What about when the node is busy? Seems a physical button executing a script or something could still be useful. This is a problem w simplex nodes when all you have is a radio (no DVSwitch, console on allmon/supermon, etc).

Found a old post I see…
Well, when you want something special off the beaten path, you are going to have to learn to code some.
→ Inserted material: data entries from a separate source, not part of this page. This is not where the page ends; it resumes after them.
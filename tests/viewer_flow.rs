mod common;

use std::sync::Arc;

use campusmap::prelude::*;
use campusmap::content::markdown::Block;
use common::{file_source, map_viewer, public_dir, wait_until};

/// End-to-end flows of the tile-map viewer against a real public directory
#[cfg(test)]
mod viewer_flow {
    use super::*;

    #[tokio::test(flavor = "multi_thread")]
    async fn test_registry_loads_in_background() {
        let dir = public_dir();
        let mut viewer = map_viewer(&dir);
        assert!(viewer.registry().is_empty());

        viewer.load_registry(Arc::new(RegistryLoader::new(file_source(&dir))));
        assert!(wait_until(|| {
            viewer.update(0.016);
            viewer.registry().len() == 3
        })
        .await);

        assert_eq!(viewer.markers().unwrap().markers().len(), 3);
    }

    #[tokio::test(flavor = "multi_thread")]
    async fn test_selecting_point_loads_article() {
        let dir = public_dir();
        let registry = RegistryLoader::new(file_source(&dir)).try_load().await.unwrap();
        let mut viewer = map_viewer(&dir).with_registry(registry);

        assert!(viewer.select_point("4"));
        assert!(viewer.drawer().is_loading());
        assert!(wait_until(|| {
            viewer.update(0.016);
            !viewer.drawer().is_loading()
        })
        .await);

        match viewer.drawer().content() {
            ContentState::Ready(content) => {
                assert!(matches!(content.blocks[0], Block::Heading { level: 1, .. }));
                assert!(content.html.contains("<strong>main</strong>"));
            }
            other => panic!("expected article, got {:?}", other),
        }
        assert_eq!(viewer.markers().unwrap().selected(), Some("4"));
    }

    #[tokio::test(flavor = "multi_thread")]
    async fn test_missing_article_reads_unavailable() {
        let dir = public_dir();
        let registry = RegistryLoader::new(file_source(&dir)).try_load().await.unwrap();
        let mut viewer = map_viewer(&dir).with_registry(registry);

        viewer.select_point("7");
        assert!(wait_until(|| {
            viewer.update(0.016);
            !viewer.drawer().is_loading()
        })
        .await);
        assert_eq!(viewer.drawer().content(), &ContentState::Unavailable);
    }

    #[tokio::test(flavor = "multi_thread")]
    async fn test_fast_reselection_keeps_latest_point() {
        let dir = public_dir();
        let registry = RegistryLoader::new(file_source(&dir)).try_load().await.unwrap();
        let mut viewer = map_viewer(&dir).with_registry(registry);

        viewer.select_point("4");
        viewer.select_point("7");
        assert!(wait_until(|| {
            viewer.update(0.016);
            !viewer.drawer().is_loading()
        })
        .await);

        assert_eq!(viewer.drawer().selected().unwrap().id, "7");
        assert_eq!(viewer.drawer().content(), &ContentState::Unavailable);
    }

    #[tokio::test(flavor = "multi_thread")]
    async fn test_buildings_menu_flies_to_building() {
        let dir = public_dir();
        let registry = RegistryLoader::new(file_source(&dir)).try_load().await.unwrap();
        let mut viewer = map_viewer(&dir).with_registry(registry);

        viewer.toggle_buildings_menu();
        assert!(viewer.focus_building("8"));
        assert!(!viewer.buildings_menu_open());

        for _ in 0..120 {
            viewer.update(0.05);
        }
        let focus_zoom = viewer.options().focus_zoom;
        assert!((viewer.map().zoom() - focus_zoom).abs() < 1e-6);
        assert!((viewer.map().center().lat - 48.63).abs() < 1e-6);
        assert!((viewer.map().center().lng - 22.31).abs() < 1e-6);
        assert_eq!(viewer.drawer().selected().unwrap().id, "8");
        assert_eq!(viewer.drawer().content(), &ContentState::None);
    }

    #[tokio::test(flavor = "multi_thread")]
    async fn test_escape_closes_drawer_and_clears_selection() {
        let dir = public_dir();
        let registry = RegistryLoader::new(file_source(&dir)).try_load().await.unwrap();
        let mut viewer = map_viewer(&dir).with_registry(registry);

        viewer.select_point("8");
        viewer.handle_input(InputEvent::KeyPress { key: KeyCode::Escape });
        assert!(!viewer.drawer().is_open());
        assert_eq!(viewer.markers().unwrap().selected(), None);
    }

    #[tokio::test(flavor = "multi_thread")]
    async fn test_registry_failure_leaves_map_empty() {
        let dir = tempfile::tempdir().unwrap();
        let mut viewer = map_viewer(&dir);

        viewer.load_registry(Arc::new(RegistryLoader::new(file_source(&dir))));
        assert!(wait_until(|| !viewer.update(0.016)).await);
        assert!(viewer.registry().is_empty());
        assert_eq!(viewer.markers().unwrap().markers().len(), 0);
    }
}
Depending on the gpio input,
there are several options out there.
Use of ‘on event programming’ for sound dongle … see wiki
Parallel port pins can trigger a command if you are using a PC with one… see wiki
Use of pi gpio, a shell script will do the trick as mentioned above.

What you command is up to you.
This is not something I would do if you do not retain full access to dtmf or command line control.
If you connect to something and something goes wrong, you also need the ability to disconnect… one more gpio pin ?

Mainly interested in disconnect command for some guys w simplex nodes. Thx for the info!

Looking for something of the same. IF the GPIO pin is “on” aka there is continuity between to GPIO pins all is kosher. Once the relay breaks that I would like allstarlink to run a script for announcement such as “repeater is on back up power, please use for emergency only” and then when power comes back on script runs again to turn it off.